##### Record excerpts #####

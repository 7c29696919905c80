use std::fmt;

/// What happens when the current track runs out.
#[derive(Debug, Copy, Clone, PartialEq, Eq, Default)]
pub enum RepeatMode {
    /// Advance through the playlist and stop after the last track.
    #[default]
    Off,
    /// Wrap around to the first track.
    All,
    /// Replay the current track.
    One,
}

impl RepeatMode {
    /// `Off -> All -> One -> Off`.
    pub fn next(self) -> Self {
        match self {
            Self::Off => Self::All,
            Self::All => Self::One,
            Self::One => Self::Off,
        }
    }

    /// Stored form: `"0"`, `"1"` or `"2"`.
    pub fn as_pref(self) -> &'static str {
        match self {
            Self::Off => "0",
            Self::All => "1",
            Self::One => "2",
        }
    }

    pub fn from_pref(value: &str) -> Option<Self> {
        match value.trim() {
            "0" => Some(Self::Off),
            "1" => Some(Self::All),
            "2" => Some(Self::One),
            _ => None,
        }
    }
}

impl fmt::Display for RepeatMode {
    fn fmt(&self, f: &mut fmt::Formatter<'_>) -> fmt::Result {
        let label = match self {
            Self::Off => "off",
            Self::All => "all",
            Self::One => "one",
        };
        f.write_str(label)
    }
}
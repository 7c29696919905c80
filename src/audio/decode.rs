use std::fmt;
use std::fs::File;
use std::io::{self, BufReader};
use std::path::{Path, PathBuf};
use std::sync::Arc;
use std::sync::mpsc::{self, Receiver, TryRecvError};
use std::thread;

use log::debug;
use rodio::{Decoder, Source};

/// Interleaved PCM samples for a whole file.
#[derive(Clone, PartialEq)]
pub struct DecodedAudio {
    pub channels: u16,
    pub sample_rate: u32,
    pub samples: Vec<f32>,
}

impl DecodedAudio {
    /// Length in seconds.
    pub fn duration(&self) -> f64 {
        if self.channels == 0 || self.sample_rate == 0 {
            return 0.0;
        }
        let frames = self.samples.len() / self.channels as usize;
        frames as f64 / self.sample_rate as f64
    }

    /// Sample index of the frame at `seconds`, clamped to the buffer.
    pub fn sample_offset(&self, seconds: f64) -> usize {
        let frame = (seconds.max(0.0) * self.sample_rate as f64).floor() as usize;
        (frame * self.channels as usize).min(self.samples.len())
    }

    #[cfg(test)]
    pub(crate) fn silence(seconds: f64) -> Self {
        let sample_rate = 1_000;
        Self {
            channels: 1,
            sample_rate,
            samples: vec![0.0; (seconds * sample_rate as f64).round() as usize],
        }
    }
}

impl fmt::Debug for DecodedAudio {
    fn fmt(&self, f: &mut fmt::Formatter<'_>) -> fmt::Result {
        f.debug_struct("DecodedAudio")
            .field("channels", &self.channels)
            .field("sample_rate", &self.sample_rate)
            .field("samples", &self.samples.len())
            .finish()
    }
}

#[derive(Debug, Clone, thiserror::Error)]
pub enum DecodeError {
    #[error("cannot read {}: {source}", path.display())]
    FileRead {
        path: PathBuf,
        #[source]
        source: Arc<io::Error>,
    },
    #[error("cannot decode {}: {reason}", path.display())]
    Unsupported { path: PathBuf, reason: String },
    #[error("{} contains no audio", path.display())]
    Empty { path: PathBuf },
    #[error("decoding {} was interrupted", path.display())]
    Interrupted { path: PathBuf },
}

/// Decode a whole file into memory.
pub fn decode_file(path: &Path) -> Result<DecodedAudio, DecodeError> {
    let file = File::open(path).map_err(|e| DecodeError::FileRead {
        path: path.to_path_buf(),
        source: Arc::new(e),
    })?;

    let decoder = Decoder::new(BufReader::new(file)).map_err(|e| DecodeError::Unsupported {
        path: path.to_path_buf(),
        reason: e.to_string(),
    })?;

    let channels = decoder.channels();
    let sample_rate = decoder.sample_rate();
    let samples: Vec<f32> = decoder.collect();
    if samples.is_empty() {
        return Err(DecodeError::Empty {
            path: path.to_path_buf(),
        });
    }

    debug!(
        "decoded {}: {} samples, {} ch @ {} Hz",
        path.display(),
        samples.len(),
        channels,
        sample_rate
    );
    Ok(DecodedAudio {
        channels,
        sample_rate,
        samples,
    })
}

/// A decode running on its own thread.
pub struct PendingDecode {
    path: PathBuf,
    rx: Receiver<Result<DecodedAudio, DecodeError>>,
}

impl PendingDecode {
    pub fn spawn(path: PathBuf) -> Self {
        let (tx, rx) = mpsc::channel();
        let worker_path = path.clone();
        thread::spawn(move || {
            // The receiver may be gone if the engine was dropped meanwhile.
            let _ = tx.send(decode_file(&worker_path));
        });
        Self { path, rx }
    }

    pub fn path(&self) -> &Path {
        &self.path
    }

    /// `None` while the worker is still busy.
    pub fn try_take(&self) -> Option<Result<Arc<DecodedAudio>, DecodeError>> {
        match self.rx.try_recv() {
            Ok(result) => Some(result.map(Arc::new)),
            Err(TryRecvError::Empty) => None,
            Err(TryRecvError::Disconnected) => Some(Err(DecodeError::Interrupted {
                path: self.path.clone(),
            })),
        }
    }
}
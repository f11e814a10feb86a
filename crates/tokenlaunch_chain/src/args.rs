use std::fmt;

use alloy::dyn_abi::{DynSolType, DynSolValue};
use alloy::json_abi::JsonAbi;
use alloy::primitives::{Address, Bytes, I256, U256};
use thiserror::Error;

/// A literal constructor argument as written in a deploy script.
///
/// Each variant only satisfies parameters of its own kind. Integers are
/// range-checked against the declared width, so `Uint(18)` satisfies a
/// `uint8` parameter while `Str("18")` does not.
#[derive(Debug, Clone, PartialEq, Eq)]
pub enum ConstructorArg {
    Bool(bool),
    Uint(U256),
    Int(I256),
    Address(Address),
    Str(String),
}

impl fmt::Display for ConstructorArg {
    fn fmt(&self, f: &mut fmt::Formatter<'_>) -> fmt::Result {
        match self {
            Self::Bool(v) => write!(f, "{v}"),
            Self::Uint(v) => write!(f, "{v}"),
            Self::Int(v) => write!(f, "{v}"),
            Self::Address(v) => write!(f, "{v}"),
            Self::Str(v) => f.write_str(v),
        }
    }
}

impl From<&str> for ConstructorArg {
    fn from(value: &str) -> Self {
        Self::Str(value.to_string())
    }
}

impl From<String> for ConstructorArg {
    fn from(value: String) -> Self {
        Self::Str(value)
    }
}

impl From<u64> for ConstructorArg {
    fn from(value: u64) -> Self {
        Self::Uint(U256::from(value))
    }
}

impl From<U256> for ConstructorArg {
    fn from(value: U256) -> Self {
        Self::Uint(value)
    }
}

impl From<bool> for ConstructorArg {
    fn from(value: bool) -> Self {
        Self::Bool(value)
    }
}

impl From<Address> for ConstructorArg {
    fn from(value: Address) -> Self {
        Self::Address(value)
    }
}

#[derive(Debug, Error)]
pub enum EncodeError {
    #[error("Constructor expects {expected} arguments, got {actual}")]
    Arity { expected: usize, actual: usize },

    #[error("Unsupported constructor parameter type {ty}: {source}")]
    UnsupportedType {
        ty: String,
        #[source]
        source: alloy::dyn_abi::Error,
    },

    #[error("Argument {index} ({value}) does not fit parameter type {ty}")]
    Mismatch {
        index: usize,
        value: String,
        ty: String,
    },
}

/// Build the ABI value for `arg`, or `None` when it cannot satisfy `ty`.
fn to_sol_value(arg: &ConstructorArg, ty: &DynSolType) -> Option<DynSolValue> {
    match (arg, ty) {
        (ConstructorArg::Str(v), DynSolType::String) => Some(DynSolValue::String(v.clone())),
        (ConstructorArg::Bool(v), DynSolType::Bool) => Some(DynSolValue::Bool(*v)),
        (ConstructorArg::Address(v), DynSolType::Address) => Some(DynSolValue::Address(*v)),
        (ConstructorArg::Uint(v), DynSolType::Uint(bits)) if v.bit_len() <= *bits => {
            Some(DynSolValue::Uint(*v, *bits))
        }
        (ConstructorArg::Uint(v), DynSolType::Int(bits)) if v.bit_len() < *bits => {
            Some(DynSolValue::Int(I256::from_raw(*v), *bits))
        }
        (ConstructorArg::Int(v), DynSolType::Int(bits)) if v.bits() as usize <= *bits => {
            Some(DynSolValue::Int(*v, *bits))
        }
        _ => None,
    }
}

/// ABI-encode `args` for the constructor declared in `abi`.
///
/// Returns the bytes to append to the creation bytecode. A contract without
/// an explicit constructor only accepts an empty argument list.
pub fn encode_constructor_args(abi: &JsonAbi, args: &[ConstructorArg]) -> Result<Bytes, EncodeError> {
    let inputs = abi
        .constructor
        .as_ref()
        .map(|c| c.inputs.as_slice())
        .unwrap_or_default();

    if inputs.len() != args.len() {
        return Err(EncodeError::Arity {
            expected: inputs.len(),
            actual: args.len(),
        });
    }
    if inputs.is_empty() {
        return Ok(Bytes::new());
    }

    let mut values = Vec::with_capacity(args.len());
    for (index, (param, arg)) in inputs.iter().zip(args).enumerate() {
        let ty_name = param.selector_type().into_owned();
        let ty = DynSolType::parse(&ty_name).map_err(|source| EncodeError::UnsupportedType {
            ty: ty_name.clone(),
            source,
        })?;
        let value = to_sol_value(arg, &ty).ok_or_else(|| EncodeError::Mismatch {
            index,
            value: arg.to_string(),
            ty: ty_name,
        })?;
        values.push(value);
    }

    Ok(DynSolValue::Tuple(values).abi_encode_params().into())
}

#####

Task details » Word for word, restate the listing above from its first line to the line with "use log::debug;", keeping both.

Exercise answer »
repository 7c29696919905c80
use std::fmt;

/// What happens when the current track runs out.
#[derive(Debug, Copy, Clone, PartialEq, Eq, Default)]
pub enum RepeatMode {
    /// Advance through the playlist and stop after the last track.
    #[default]
    Off,
    /// Wrap around to the first track.
    All,
    /// Replay the current track.
    One,
}

impl RepeatMode {
    /// `Off -> All -> One -> Off`.
    pub fn next(self) -> Self {
        match self {
            Self::Off => Self::All,
            Self::All => Self::One,
            Self::One => Self::Off,
        }
    }

    /// Stored form: `"0"`, `"1"` or `"2"`.
    pub fn as_pref(self) -> &'static str {
        match self {
            Self::Off => "0",
            Self::All => "1",
            Self::One => "2",
        }
    }

    pub fn from_pref(value: &str) -> Option<Self> {
        match value.trim() {
            "0" => Some(Self::Off),
            "1" => Some(Self::All),
            "2" => Some(Self::One),
            _ => None,
        }
    }
}

impl fmt::Display for RepeatMode {
    fn fmt(&self, f: &mut fmt::Formatter<'_>) -> fmt::Result {
        let label = match self {
            Self::Off => "off",
            Self::All => "all",
            Self::One => "one",
        };
        f.write_str(label)
    }
}
repository 7c29696919905c80
filename src/audio/decode.rs
use std::fmt;
use std::fs::File;
use std::io::{self, BufReader};
use std::path::{Path, PathBuf};
use std::sync::Arc;
use std::sync::mpsc::{self, Receiver, TryRecvError};
use std::thread;

use log::debug;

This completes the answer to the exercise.